Implementation of SBFT : Scalable Byzantine Fault Tolerance Protocol

Yathesh Lekkalapudi
7 min readDec 11, 2021

--

By Aadarsh Venugopal, Bharath Kinnal, Yathesh Lekkalapudi and Sadaf Arshad
Link to Github repository

SBFT is a state-of-the-art Byzantine Fault Tolerance state machine replication protocol which can handle large scale replicas in a world-scale deployment. SBFT is an enhancement of traditional BFT protocols such as PBFT, with the inclusion of certain key design features.

One of the main features in the SBFT protocol is the use of collectors, which act as message aggregators for the network of replicas. Instead of all-to-all communication between replicas (as seen in PBFT), messages are sent from replicas to these collectors, which are then collectively verified and broadcasted to the respective replicas. An improvement of SBFT over traditional BFT protocols, such as PBFT, is that it achieves linear communication complexity through the use of these collector replicas.

Another feature of the SBFT protocol is the consideration of crashed nodes. Considering that there are f Byzantine nodes and c crashed nodes, the SBFT protocol will work when there is at least n=3f+2c+1 replicas in the network. This makes the SBFT protocol more resilient when compared to traditional BFT algorithms such as PBFT, where they don’t consider the scenario of crashed nodes in the network.

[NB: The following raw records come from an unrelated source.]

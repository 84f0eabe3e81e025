#![deny(rust_2018_idioms)]
#![deny(unsafe_op_in_unsafe_fn)]
#![warn(clippy::all)]
#![warn(clippy::pedantic)]

//! # mdm-ir
//!
//! Shared records for the master-data attribute engine.
//!
//! This crate provides the JSON-compatible [`Value`] union that attribute maps
//! are made of, the hierarchy entities (item types, categories, families,
//! items) that carry those maps, the associations linking those entities,
//! and a small helper that nests a flat list of hierarchy nodes into a tree.

/// Links between hierarchy entities.
pub mod association;
/// Entity records and identifiers.
pub mod entity;
/// Nesting of flat hierarchy lists into trees.
pub mod tree;
/// Tagged JSON value union.
pub mod value;

/// Association records.
pub use association::{Association, BELONGS_TO, DEFAULT_ASSOCIATION_KIND, EntityRef};
/// Entity records and the shared hierarchy-node contract.
pub use entity::{
    AttributeMap, Category, EntityId, EntityKind, Family, HierarchyNode, Item, ItemType,
};
/// Tree nesting entry points.
pub use tree::{TreeNode, build_tree};
/// Attribute value union.
pub use value::Value;

use thiserror::Error;

/// Errors that can occur when working with the shared records
#[derive(Error, Debug)]
pub enum Error {
    #[error("Type mismatch: expected {expected}, found {found}")]
    TypeMismatch { expected: String, found: String },
}

impl Error {
    /// Build a type-mismatch error from the expected and actual type names.
    pub fn type_mismatch(expected: impl Into<String>, found: impl Into<String>) -> Self {
        Self::TypeMismatch {
            expected: expected.into(),
            found: found.into(),
        }
    }
}

/// Crate-local result type.
pub type Result<T> = std::result::Result<T, Error>;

Another improvement introduced by SBFT is that unlike certain protocols such as Zyzzyva, it reduces the number of messages that a client needs to receive and process from the replica network. While Zyzzyva needs a client to process f+1 messages, SBFT requires the client to process only one message when a transaction is executed.

In this project, we have implemented the SBFT protocol as described in the following paper¹, and a live demonstration of our implementation can be seen in this video below:

Our Implementation

In our implementation of the SBFT protocol, we assumed the model to consist of multiple clients, as well as multiple replicas (or nodes). Each replica will also contain a persistent storage unit (the blockchain) in order to store the transactions.

SBFT assumes that the number of Byzantine nodes is f, and the crash tolerance of the network will be c, which means that there will have to be a total of n = 3f+c+1 nodes in order for the protocol to run effectively. For the agreement protocol, we will be considering 1 node for the role of primary, and c+1 nodes each for roles of C-collectors and E-collectors respectively.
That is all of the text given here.